I have recently been enjoying watching movies that are in the top 500 on the IMDb. IMDb is one of the most credible sites for movie information. Also I have found an interest in looking at certain directors movies because I have realized how good they are at their craft. On the other side, I have loved looking at actors performacnes and how well they get into character. One of my favorite movies is the social network and I think that the cast of that movie plays their characters perfectly Throughout this document, I will be scraping the IMDb website for information.I will be using data from the top 500 movies with at least 25,000 votes. I have always had an interest in looking at movies
How much on an impact do directors, actors, and plot have to do on movies being in the top 500 movies on IMDb?
I used rvest and xml2 for the HTML files, tidyverse and dplyr for data manipulation, ggplot for graphing visuals, knitr for making adjustments on rmarkdown, and tidytext to evaluate the words in the summary.
In the original link, I obtained it from the IMDb website where I was able to sort the search to the parameters that I wanted. I used an IMDb. I decided that the best way to filter the data was to use with at least 25,000 user votes to show that it has the credibility from users. I think that User votes matter the most because the users are common people that have seen the movie instead of having only a movie critics opinion. I then had to read the url as an HTML to convert it into data that I can use.
I inspected the values that I wanted to take. I wanted to take the movie name, release year, IMDb rating, the movie summary, director, lead actor, and the number of votes the move has. After getting the values, I put them into a tibble to make it easier to see and be easy to use the data.
I had to create a function to properly use the second page of the data. I used the same values that I inspected but ran it with the URL from the second page to get more data and have more movies to work with. At The end of this function, I put both URLs into a data frame to have it all in one location.
After doing the setup process and creating a data frame that I can use this to answer my original question.
To first answer the question I wanted to see which directors had at least 5 movies in the top 500 movie list that I have.
| director | n |
|---|---|
| Akira Kurosawa | 10 |
| Ingmar Bergman | 8 |
| Billy Wilder | 7 |
| Christopher Nolan | 7 |
| Martin Scorsese | 7 |
| Stanley Kubrick | 7 |
| Steven Spielberg | 7 |
| Alfred Hitchcock | 6 |
| Andrei Tarkovsky | 6 |
| Charles Chaplin | 6 |
I wanted to look at directors because they have a big part in how well movies are done and have the most input on the production. This table lists the directors with the most movies and we will use this data to conduct a visualization of the average IMDb ratings. We can see that Akira Kurosawa has the most movies in the top 500 movies.
In this we can know see that Christopher Nolan has the highest average IMDb rating. This shows that he has done his 7 movies with a rating higher than 7.5 proving to be one of the best directors ever.
| lead_actor | n |
|---|---|
| Aamir Khan | 8 |
| Leonardo DiCaprio | 8 |
| Toshirô Mifune | 7 |
| Charles Chaplin | 6 |
| James Stewart | 6 |
After looking at the directors, I wanted to look at Actors in the top 500? Actors are the main role in the movies and determine how well the movie is portrayed.
I found that Aamir Kham and Leonardo DiCaprio are in 8 of the top 500 movies.
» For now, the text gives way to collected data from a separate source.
use crate::error::StoreError;
use oxrdf::Term;
use sparesults::{
    QueryResultsFormat, QueryResultsParser, QuerySolution, ReaderQueryResultsParserOutput,
};

pub const SPARQL_RESULTS_JSON: &str = "application/sparql-results+json";
pub const SPARQL_RESULTS_XML: &str = "application/sparql-results+xml";
pub const RDF_XML: &str = "application/rdf+xml";
pub const TURTLE: &str = "text/turtle";

/// The representation requested from the store.
#[derive(Clone, Copy, Debug, Default, PartialEq, Eq)]
pub enum ResultsFormat {
    /// SPARQL results JSON for `SELECT`/`ASK`.
    #[default]
    Json,
    /// RDF/XML for `CONSTRUCT`/`DESCRIBE`.
    RdfXml,
    Turtle,
}

impl ResultsFormat {
    /// The `Accept` header sent to the store.
    pub fn media_type(self) -> &'static str {
        match self {
            ResultsFormat::Json => SPARQL_RESULTS_JSON,
            ResultsFormat::RdfXml => RDF_XML,
            ResultsFormat::Turtle => TURTLE,
        }
    }

    /// Parses the `format` field of a query request.
    pub fn from_name(name: &str) -> Option<Self> {
        match name.to_ascii_lowercase().as_str() {
            "json" => Some(ResultsFormat::Json),
            "xml" | "rdfxml" | "rdf/xml" => Some(ResultsFormat::RdfXml),
            "turtle" | "ttl" => Some(ResultsFormat::Turtle),
            _ => None,
        }
    }

    pub fn from_media_type(media_type: &str) -> Option<Self> {
        match media_type {
            SPARQL_RESULTS_JSON | "application/json" => Some(ResultsFormat::Json),
            RDF_XML => Some(ResultsFormat::RdfXml),
            TURTLE => Some(ResultsFormat::Turtle),
            _ => None,
        }
    }
}

/// A response body of the store together with its content type.
#[derive(Clone, Debug, PartialEq, Eq)]
pub struct ResultsDocument {
    pub format: ResultsFormat,
    pub content_type: String,
    pub body: Vec<u8>,
}

impl ResultsDocument {
    pub fn new(format: ResultsFormat, content_type: impl Into<String>, body: Vec<u8>) -> Self {
        Self {
            format,
            content_type: content_type.into(),
            body,
        }
    }

    pub fn is_json(&self) -> bool {
        essence(&self.content_type) == SPARQL_RESULTS_JSON
            || essence(&self.content_type) == "application/json"
    }

    /// The body as a JSON value.
    pub fn to_json(&self) -> Result<serde_json::Value, StoreError> {
        serde_json::from_slice(&self.body).map_err(|e| StoreError::InvalidResults(e.to_string()))
    }

    /// Parses a SPARQL results JSON body into its solutions.
    pub fn solutions(&self) -> Result<Vec<Solution>, StoreError> {
        if !self.is_json() {
            return Err(StoreError::UnsupportedFormat(self.content_type.clone()));
        }
        let invalid = |e: sparesults::QueryResultsParseError| StoreError::InvalidResults(e.to_string());
        match QueryResultsParser::from_format(QueryResultsFormat::Json)
            .for_reader(self.body.as_slice())
            .map_err(invalid)?
        {
            ReaderQueryResultsParserOutput::Solutions(solutions) => solutions
                .map(|solution| solution.map(Solution).map_err(invalid))
                .collect(),
            ReaderQueryResultsParserOutput::Boolean(_) => Err(StoreError::InvalidResults(
                "expected solutions, got a boolean".to_owned(),
            )),
        }
    }
}

fn essence(content_type: &str) -> &str {
    content_type.split(';').next().unwrap_or_default().trim()
}

/// One row of a `SELECT` result.
#[derive(Debug)]
pub struct Solution(QuerySolution);

impl Solution {
    pub fn get(&self, variable: &str) -> Option<&Term> {
        self.0.get(variable)
    }

    /// The lexical value of a binding: the IRI, the blank node id or the literal value.
    pub fn get_str(&self, variable: &str) -> Option<&str> {
        let term = self.get(variable)?;
        if let Term::Literal(literal) = term {
            Some(literal.value())
        } else if let Term::NamedNode(node) = term {
            Some(node.as_str())
        } else if let Term::BlankNode(node) = term {
            Some(node.as_str())
        } else {
            None
        }
    }

    pub fn get_u64(&self, variable: &str) -> Option<u64> {
        self.get_str(variable)?.parse().ok()
    }
}

#[cfg(test)]
mod tests {
    use super::*;

    const BODY: &str = r#"{
      "head": { "vars": ["title", "author", "count"] },
      "results": { "bindings": [
        {
          "title": { "type": "literal", "value": "Hello" },
          "author": { "type": "uri", "value": "http://news-provenance.org/author/A" },
          "count": { "type": "literal", "datatype": "http://www.w3.org/2001/XMLSchema#integer", "value": "3" }
        },
        { "title": { "type": "literal", "value": "Untitled", "xml:lang": "en" } }
      ] }
    }"#;

    #[test]
    fn parses_solutions() {
        let document = ResultsDocument::new(
            ResultsFormat::Json,
            "application/sparql-results+json; charset=utf-8",
            BODY.as_bytes().to_vec(),
        );
        let solutions = document.solutions().unwrap();
        assert_eq!(solutions.len(), 2);
        assert_eq!(solutions[0].get_str("title"), Some("Hello"));
        assert_eq!(
            solutions[0].get_str("author"),
            Some("http://news-provenance.org/author/A")
        );
        assert_eq!(solutions[0].get_u64("count"), Some(3));
        assert_eq!(solutions[1].get_str("title"), Some("Untitled"));
        assert_eq!(solutions[1].get_str("author"), None);
    }

    #[test]
    fn rejects_non_json() {
        let document = ResultsDocument::new(ResultsFormat::RdfXml, RDF_XML, b"<rdf:RDF/>".to_vec());
        assert!(matches!(
            document.solutions(),
            Err(StoreError::UnsupportedFormat(_))
        ));
    }

    #[test]
    fn format_names() {
        assert_eq!(ResultsFormat::from_name("JSON"), Some(ResultsFormat::Json));
        assert_eq!(ResultsFormat::from_name("xml"), Some(ResultsFormat::RdfXml));
        assert_eq!(ResultsFormat::from_name("csv"), None);
        assert_eq!(ResultsFormat::RdfXml.media_type(), "application/rdf+xml");
    }
}
//! Namespaces used by the article and provenance graphs.

use oxrdf::NamedNodeRef;

/// A namespace prefix binding, e.g. `schema:` → `http://schema.org/`.
#[derive(Clone, Copy, Debug, PartialEq, Eq)]
pub struct Prefix {
    pub name: &'static str,
    pub iri: &'static str,
}

impl Prefix {
    pub const fn new(name: &'static str, iri: &'static str) -> Self {
        Self { name, iri }
    }

    /// The Turtle form: `@prefix schema: <http://schema.org/> .`
    pub fn turtle(&self) -> String {
        format!("@prefix {}: <{}> .", self.name, self.iri)
    }

    /// The SPARQL form: `PREFIX schema: <http://schema.org/>`
    pub fn sparql(&self) -> String {
        format!("PREFIX {}: <{}>", self.name, self.iri)
    }
}

pub const SCHEMA: Prefix = Prefix::new("schema", "http://schema.org/");
pub const DC: Prefix = Prefix::new("dc", "http://purl.org/dc/elements/1.1/");
pub const DCTERMS: Prefix = Prefix::new("dcterms", "http://purl.org/dc/terms/");
pub const XSD: Prefix = Prefix::new("xsd", "http://www.w3.org/2001/XMLSchema#");
pub const PROV: Prefix = Prefix::new("prov", "http://www.w3.org/ns/prov#");
pub const FOAF: Prefix = Prefix::new("foaf", "http://xmlns.com/foaf/0.1/");
pub const RDF: Prefix = Prefix::new("rdf", "http://www.w3.org/1999/02/22-rdf-syntax-ns#");
pub const SH: Prefix = Prefix::new("sh", "http://www.w3.org/ns/shacl#");

/// The prefixes an article record is serialized with.
pub const ARTICLE_PREFIXES: [Prefix; 4] = [SCHEMA, DC, DCTERMS, XSD];

/// The prefixes used by the PROV-O browsing queries.
pub const PROVENANCE_PREFIXES: [Prefix; 4] = [PROV, DCTERMS, FOAF, RDF];

/// Schema.org vocabulary root, used as the RDFa `vocab` and the JSON-LD `@context`.
pub const SCHEMA_ORG: &str = "http://schema.org/";

pub mod schema {
    //! [Schema.org](https://schema.org/) terms of an article record.
    use super::NamedNodeRef;

    pub const NEWS_ARTICLE: NamedNodeRef<'_> =
        NamedNodeRef::new_unchecked("http://schema.org/NewsArticle");
    pub const PERSON: NamedNodeRef<'_> = NamedNodeRef::new_unchecked("http://schema.org/Person");
    pub const HEADLINE: NamedNodeRef<'_> =
        NamedNodeRef::new_unchecked("http://schema.org/headline");
    pub const ARTICLE_BODY: NamedNodeRef<'_> =
        NamedNodeRef::new_unchecked("http://schema.org/articleBody");
    pub const AUTHOR: NamedNodeRef<'_> = NamedNodeRef::new_unchecked("http://schema.org/author");
    pub const NAME: NamedNodeRef<'_> = NamedNodeRef::new_unchecked("http://schema.org/name");
    pub const DATE_PUBLISHED: NamedNodeRef<'_> =
        NamedNodeRef::new_unchecked("http://schema.org/datePublished");
    pub const IN_LANGUAGE: NamedNodeRef<'_> =
        NamedNodeRef::new_unchecked("http://schema.org/inLanguage");
    pub const DESCRIPTION: NamedNodeRef<'_> =
        NamedNodeRef::new_unchecked("http://schema.org/description");
    pub const URL: NamedNodeRef<'_> = NamedNodeRef::new_unchecked("http://schema.org/url");
    pub const WORD_COUNT: NamedNodeRef<'_> =
        NamedNodeRef::new_unchecked("http://schema.org/wordCount");
    pub const ENCODING_FORMAT: NamedNodeRef<'_> =
        NamedNodeRef::new_unchecked("http://schema.org/encodingFormat");
}

pub mod dc {
    //! [Dublin Core](http://purl.org/dc/elements/1.1/) elements.
    use super::NamedNodeRef;

    pub const CREATOR: NamedNodeRef<'_> =
        NamedNodeRef::new_unchecked("http://purl.org/dc/elements/1.1/creator");
}

pub mod dcterms {
    //! [DCMI Metadata Terms](http://purl.org/dc/terms/).
    use super::NamedNodeRef;

    pub const CREATED: NamedNodeRef<'_> =
        NamedNodeRef::new_unchecked("http://purl.org/dc/terms/created");
    pub const MODIFIED: NamedNodeRef<'_> =
        NamedNodeRef::new_unchecked("http://purl.org/dc/terms/modified");
    pub const RIGHTS: NamedNodeRef<'_> =
        NamedNodeRef::new_unchecked("http://purl.org/dc/terms/rights");
    pub const PROVENANCE: NamedNodeRef<'_> =
        NamedNodeRef::new_unchecked("http://purl.org/dc/terms/provenance");
}

#[cfg(test)]
mod tests {
    use super::*;

    #[test]
    fn prefix_forms() {
        assert_eq!(SCHEMA.turtle(), "@prefix schema: <http://schema.org/> .");
        assert_eq!(
            XSD.sparql(),
            "PREFIX xsd: <http://www.w3.org/2001/XMLSchema#>"
        );
    }

    #[test]
    fn terms_live_in_their_namespace() {
        assert!(schema::HEADLINE.as_str().starts_with(SCHEMA.iri));
        assert!(dc::CREATOR.as_str().starts_with(DC.iri));
        assert!(dcterms::PROVENANCE.as_str().starts_with(DCTERMS.iri));
        assert!(schema::PERSON.as_str().starts_with(SCHEMA_ORG));
    }
}
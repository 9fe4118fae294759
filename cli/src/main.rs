use crate::cli::{Args, Command, RenderFormat, StoreArgs};
use anyhow::Context;
use clap::Parser;
use std::fs::File;
use std::io::{stdin, stdout, Read, Write};
use std::sync::Arc;
use std::time::Duration;
use tracing::info;
use tracing_subscriber::EnvFilter;
use uuid::Uuid;
use wep_mapper::{to_json_ld, to_rdfa, to_turtle};
use wep_model::{ArticleInput, UriScheme};
use wep_store::{FusekiStore, MemoryStore, StoreConfig, TripleStore, Url};
use wep_web::ServerConfig;

mod cli;

#[tokio::main]
pub async fn main() -> anyhow::Result<()> {
    let matches = Args::parse();
    match matches.command {
        Command::Serve {
            bind,
            store,
            base_url,
            resource_base,
            cors,
            in_memory,
        } => {
            init_tracing();
            let store: Arc<dyn TripleStore> = if in_memory {
                info!("Using an in-memory store");
                Arc::new(MemoryStore::new()?)
            } else {
                let config = store_config(&store)?;
                info!("Using Fuseki dataset at {}", config.base());
                Arc::new(FusekiStore::new(config)?)
            };
            wep_web::serve(ServerConfig {
                store,
                uris: UriScheme::new(resource_base, base_url),
                bind,
                cors,
            })
            .await
        }
        Command::Render {
            format,
            id,
            base_url,
            resource_base,
            file,
        } => {
            let input = match file {
                Some(file) => read_input(File::open(&file).with_context(|| {
                    format!("Could not open {}", file.display())
                })?)?,
                None => read_input(stdin().lock())?,
            };
            let id = id.unwrap_or_else(|| Uuid::new_v4().to_string());
            let article = input.validate(id)?;
            let uris = UriScheme::new(resource_base, base_url);
            let output = match format {
                RenderFormat::Turtle => to_turtle(&article, &uris),
                RenderFormat::Jsonld => serde_json::to_string_pretty(&to_json_ld(&article, &uris))?,
                RenderFormat::Rdfa => to_rdfa(&article, &uris),
            };
            let mut out = stdout().lock();
            writeln!(out, "{}", output.trim_end())?;
            Ok(out.flush()?)
        }
        Command::Health { store } => {
            let store = FusekiStore::new(store_config(&store)?)?;
            let health = store.health().await?;
            let mut out = stdout().lock();
            writeln!(out, "{}", serde_json::to_string_pretty(&health)?)?;
            Ok(out.flush()?)
        }
    }
}

fn init_tracing() {
    tracing_subscriber::fmt()
        .with_env_filter(
            EnvFilter::try_from_default_env().unwrap_or_else(|_| EnvFilter::new("info")),
        )
        .init();
}

fn store_config(args: &StoreArgs) -> anyhow::Result<StoreConfig> {
    let base_url = Url::parse(&args.fuseki_url)
        .with_context(|| format!("Invalid Fuseki URL {}", args.fuseki_url))?;
    Ok(StoreConfig::new(base_url, args.dataset.as_str())
        .with_timeout(args.timeout_secs.map(Duration::from_secs)))
}

fn read_input(mut reader: impl Read) -> anyhow::Result<ArticleInput> {
    let mut buffer = String::new();
    reader.read_to_string(&mut buffer)?;
    serde_json::from_str(&buffer).context("The article is not valid JSON")
}

#[cfg(test)]
#[allow(clippy::panic_in_result_fn, reason = "Tests")]
mod tests {
    use super::*;
    use assert_cmd::Command;
    use predicates::prelude::*;

    const ARTICLE: &str = r#"{"title":"T","content":"hello world","author":"Ana Pop","language":"en","contentType":"text"}"#;

    fn cli_command() -> Command {
        let mut command = Command::new(env!("CARGO"));
        command.arg("run").arg("--bin").arg("wep");
        command.arg("--");
        command
    }

    #[test]
    fn cli_help() {
        cli_command()
            .assert()
            .failure()
            .stdout("")
            .stderr(predicate::str::contains("WeP"));
    }

    #[test]
    fn cli_render_turtle() {
        cli_command()
            .arg("render")
            .arg("--id")
            .arg("abc")
            .write_stdin(ARTICLE)
            .assert()
            .success()
            .stdout(predicate::str::contains(
                "<http://news-provenance.org/article/abc> a schema:NewsArticle",
            ))
            .stdout(predicate::str::contains(r#"schema:wordCount "2"^^xsd:integer ;"#));
    }

    #[test]
    fn cli_render_json_ld() {
        cli_command()
            .arg("render")
            .arg("--format")
            .arg("jsonld")
            .arg("--id")
            .arg("abc")
            .arg("--base-url")
            .arg("https://news.example.com")
            .write_stdin(ARTICLE)
            .assert()
            .success()
            .stdout(predicate::str::contains(r#""@type": "NewsArticle""#))
            .stdout(predicate::str::contains(
                r#""url": "https://news.example.com/articles/abc""#,
            ));
    }

    #[test]
    fn cli_render_rejects_invalid_article() {
        cli_command()
            .arg("render")
            .write_stdin(r#"{"title":"T","content":"c","author":"A","language":"xx","contentType":"text"}"#)
            .assert()
            .failure()
            .stderr(predicate::str::contains("Invalid language"));
    }

    #[test]
    fn cli_health_fails_without_store() {
        cli_command()
            .arg("health")
            .arg("--fuseki-url")
            .arg("http://127.0.0.1:9")
            .arg("--timeout-secs")
            .arg("5")
            .assert()
            .failure();
    }

    #[test]
    fn store_config_from_args() -> anyhow::Result<()> {
        let config = store_config(&StoreArgs {
            fuseki_url: "http://fuseki:3030/".to_owned(),
            dataset: "news".to_owned(),
            timeout_secs: Some(3),
        })?;
        assert_eq!(config.query_endpoint(), "http://fuseki:3030/news/query");
        assert_eq!(config.timeout, Some(Duration::from_secs(3)));
        Ok(())
    }

    #[test]
    fn clap_debug() {
        use clap::CommandFactory;

        Args::command().debug_assert()
    }
}
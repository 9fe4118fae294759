use crate::AppState;
use axum::extract::State;
use axum::http::StatusCode;
use axum::response::{IntoResponse, Response};
use axum::routing::get;
use axum::{Json, Router};
use serde_json::json;

pub fn create_health_routes() -> Router<AppState> {
    Router::new().route("/health", get(handle_health))
}

/// 200 with the store's report, or 503 when the store cannot be reached.
pub async fn handle_health(State(state): State<AppState>) -> Response {
    match state.store.health().await {
        Ok(health) => Json(health).into_response(),
        Err(error) => (
            StatusCode::SERVICE_UNAVAILABLE,
            Json(json!({
                "status": "error",
                "fuseki": "disconnected",
                "error": error.to_string(),
            })),
        )
            .into_response(),
    }
}
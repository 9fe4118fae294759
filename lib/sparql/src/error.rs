use thiserror::Error;

/// A value that cannot be rendered into a SPARQL query.
#[derive(Debug, Error, Clone, PartialEq, Eq)]
pub enum BuildError {
    #[error("Invalid IRI <{iri}>: {message}")]
    InvalidIri { iri: String, message: String },
    #[error("Invalid date-time '{0}', expected an ISO-8601 date or date-time")]
    InvalidDateTime(String),
}
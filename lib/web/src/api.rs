use crate::AppState;
use axum::http::StatusCode;
use axum::routing::get;
use axum::{Json, Router};
use serde_json::{json, Value};

pub fn create_index_routes() -> Router<AppState> {
    Router::new().route("/", get(handle_index))
}

pub async fn handle_index() -> Json<Value> {
    Json(json!({
        "message": "WeP - Web News Provenance API",
        "version": env!("CARGO_PKG_VERSION"),
        "endpoints": {
            "articles": "/api/articles",
            "sparql": "/api/sparql",
            "search": "/api/search",
            "statistics": "/api/statistics",
            "entities": "/api/entities",
            "activities": "/api/activities",
            "agents": "/api/agents",
            "provenanceGraph": "/api/provenance-graph",
            "resource": "/api/resource",
            "recommend": "/api/recommend",
            "stats": "/api/stats",
            "provenance": "/api/provenance/{id}",
            "validate": "/api/validate",
            "shapes": "/api/shacl/shapes",
            "health": "/api/health",
            "upload": "/api/upload",
        },
    }))
}

pub async fn handle_not_found() -> (StatusCode, Json<Value>) {
    (StatusCode::NOT_FOUND, Json(json!({ "error": "Not found" })))
}
use crate::shapes::{article_shapes, Constraint, NodeShape};
use crate::vocab as sh;
use crate::{parse_turtle, ShaclError};
use oxrdf::vocab::{rdf, xsd};
use oxrdf::{
    BlankNode, Graph, Literal, NamedNode, NamedNodeRef, Subject, Term, TermRef, TripleRef,
};
use serde::{Serialize, Serializer};
use std::fmt::Write;

/// One violation of a constraint on a focus node.
#[derive(Clone, Debug, PartialEq, Eq)]
pub struct ValidationResult {
    pub focus_node: Subject,
    pub result_path: NamedNode,
    /// The offending value, absent for cardinality violations.
    pub value: Option<Term>,
    pub source_shape: NamedNode,
    pub source_constraint_component: NamedNode,
    pub message: String,
}

/// Serialized with plain IRIs and literal values, e.g. `{"focusNode": "http://...", ...}`.
impl Serialize for ValidationResult {
    fn serialize<S: Serializer>(&self, serializer: S) -> Result<S::Ok, S::Error> {
        ResultView {
            focus_node: lexical(self.focus_node.as_ref().into()),
            result_path: self.result_path.as_str(),
            value: self.value.as_ref().map(|value| lexical(value.as_ref())),
            source_shape: self.source_shape.as_str(),
            source_constraint_component: self.source_constraint_component.as_str(),
            severity: "Violation",
            message: &self.message,
        }
        .serialize(serializer)
    }
}

#[derive(Serialize)]
#[serde(rename_all = "camelCase")]
struct ResultView<'a> {
    focus_node: String,
    result_path: &'a str,
    value: Option<String>,
    source_shape: &'a str,
    source_constraint_component: &'a str,
    severity: &'static str,
    message: &'a str,
}

fn lexical(term: TermRef<'_>) -> String {
    match term {
        TermRef::NamedNode(node) => node.as_str().to_owned(),
        TermRef::Literal(literal) => literal.value().to_owned(),
        other => other.to_string(),
    }
}

#[derive(Clone, Debug, Default, PartialEq, Eq)]
pub struct ValidationReport {
    pub results: Vec<ValidationResult>,
}

impl ValidationReport {
    pub fn conforms(&self) -> bool {
        self.results.is_empty()
    }

    /// The report as a `sh:ValidationReport` graph.
    pub fn to_graph(&self) -> Graph {
        let mut graph = Graph::new();
        let report = BlankNode::default();
        graph.insert(TripleRef::new(&report, rdf::TYPE, sh::VALIDATION_REPORT));
        graph.insert(TripleRef::new(
            &report,
            sh::CONFORMS,
            &Literal::from(self.conforms()),
        ));
        for result in &self.results {
            let node = BlankNode::default();
            graph.insert(TripleRef::new(&report, sh::RESULT, &node));
            graph.insert(TripleRef::new(&node, rdf::TYPE, sh::VALIDATION_RESULT));
            graph.insert(TripleRef::new(&node, sh::FOCUS_NODE, result.focus_node.as_ref()));
            graph.insert(TripleRef::new(&node, sh::RESULT_PATH, &result.result_path));
            if let Some(value) = &result.value {
                graph.insert(TripleRef::new(&node, sh::VALUE, value));
            }
            graph.insert(TripleRef::new(&node, sh::SOURCE_SHAPE, &result.source_shape));
            graph.insert(TripleRef::new(
                &node,
                sh::SOURCE_CONSTRAINT_COMPONENT,
                &result.source_constraint_component,
            ));
            graph.insert(TripleRef::new(&node, sh::RESULT_SEVERITY, sh::VIOLATION));
            graph.insert(TripleRef::new(
                &node,
                sh::RESULT_MESSAGE,
                &Literal::new_simple_literal(&result.message),
            ));
        }
        graph
    }

    /// A plain text summary, one block per result.
    pub fn text(&self) -> String {
        let mut text = String::from("Validation Report\n");
        let _ = writeln!(text, "Conforms: {}", self.conforms());
        if self.conforms() {
            return text;
        }
        let _ = writeln!(text, "Results ({}):", self.results.len());
        for result in &self.results {
            let _ = writeln!(
                text,
                "Constraint Violation in {}:",
                result.source_constraint_component
            );
            let _ = writeln!(text, "\tSource Shape: {}", result.source_shape);
            let _ = writeln!(text, "\tFocus Node: {}", result.focus_node);
            if let Some(value) = &result.value {
                let _ = writeln!(text, "\tValue Node: {value}");
            }
            let _ = writeln!(text, "\tResult Path: {}", result.result_path);
            let _ = writeln!(text, "\tMessage: {}", result.message);
        }
        text
    }
}

/// Validates every instance of each shape's target class in `data`.
pub fn validate(data: &Graph, shapes: &[NodeShape]) -> ValidationReport {
    let mut results = Vec::new();
    for shape in shapes {
        for focus in data.subjects_for_predicate_object(rdf::TYPE, shape.target_class) {
            for property in &shape.properties {
                let values: Vec<TermRef<'_>> = data
                    .objects_for_subject_predicate(focus, property.path)
                    .collect();
                for constraint in &property.constraints {
                    for (value, message) in violations(constraint, &values) {
                        results.push(ValidationResult {
                            focus_node: focus.into_owned(),
                            result_path: property.path.into_owned(),
                            value: value.map(TermRef::into_owned),
                            source_shape: shape.property_iri(property),
                            source_constraint_component: constraint.component().into_owned(),
                            message,
                        });
                    }
                }
            }
        }
    }
    ValidationReport { results }
}

/// Parses a Turtle document and validates it against the article shapes.
pub fn validate_turtle(data: &str) -> Result<ValidationReport, ShaclError> {
    Ok(validate(&parse_turtle(data)?, &article_shapes()))
}

fn violations<'a>(
    constraint: &Constraint,
    values: &[TermRef<'a>],
) -> Vec<(Option<TermRef<'a>>, String)> {
    match constraint {
        Constraint::MinCount(min) if values.len() < *min => {
            vec![(None, format!("Less than {min} values"))]
        }
        Constraint::MaxCount(max) if values.len() > *max => {
            vec![(None, format!("More than {max} values"))]
        }
        Constraint::MinCount(_) | Constraint::MaxCount(_) => Vec::new(),
        Constraint::Datatype(datatype) => values
            .iter()
            .filter(|value| !has_datatype(**value, *datatype))
            .map(|value| (Some(*value), format!("Value is not a literal of datatype {datatype}")))
            .collect(),
        Constraint::IriNodeKind => values
            .iter()
            .filter(|value| !matches!(value, TermRef::NamedNode(_)))
            .map(|value| (Some(*value), "Value is not an IRI".to_owned()))
            .collect(),
        Constraint::In(allowed) => values
            .iter()
            .filter(|value| !is_member(**value, allowed))
            .map(|value| {
                (
                    Some(*value),
                    format!("Value is not one of {}", allowed.join(", ")),
                )
            })
            .collect(),
    }
}

fn has_datatype(value: TermRef<'_>, datatype: NamedNodeRef<'_>) -> bool {
    let TermRef::Literal(literal) = value else {
        return false;
    };
    if literal.datatype() != datatype {
        return false;
    }
    // Only integer lexical forms are checked.
    datatype != xsd::INTEGER || literal.value().parse::<i64>().is_ok()
}

fn is_member(value: TermRef<'_>, allowed: &[&str]) -> bool {
    matches!(value, TermRef::Literal(literal)
        if literal.datatype() == xsd::STRING && allowed.iter().any(|a| *a == literal.value()))
}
Proving that they are the best actors and it affects the ratings. It was interesting to see how many actors are in the top 500 movies. ## Significant words I wanted to see if the summary of the movies had an common words in them that will lead to them being in the top 500.
This graph shows the common words used. The ones in the top 500 work with about life, war and the world. These are the most common words in the summaries leading to movies about these topics to be the top 500. The one thing that I found interesting in this is that all of these common words are just about characters and setting of the movie. The one that stands out to me is war. I personally have not seen many war movies and it hasn’t crossed my mind that the category would be that big.
I thought it would be interesting to see if more plots had positive words because I initially thought that positive moveis would be a stronger plot to build on. These words show that Love is the most common used word and it is positive leading to having more movies about romance or a love story in the top 500.
Finally we need to save this data as a csv so we can have the data that does not change over time. First we will set our working directory to source files. Then we can write a command to save this in our folder.
After looking at many factors in this data. I can see that actors and directors play a big role in how well the movie performs. After looking at the summary of the movies, there are some key words that help the plot for it to be popular. Also taking a look at the positivity and negativity of words was interesting because it gives another sense of what the movies are about and how well they will be rated.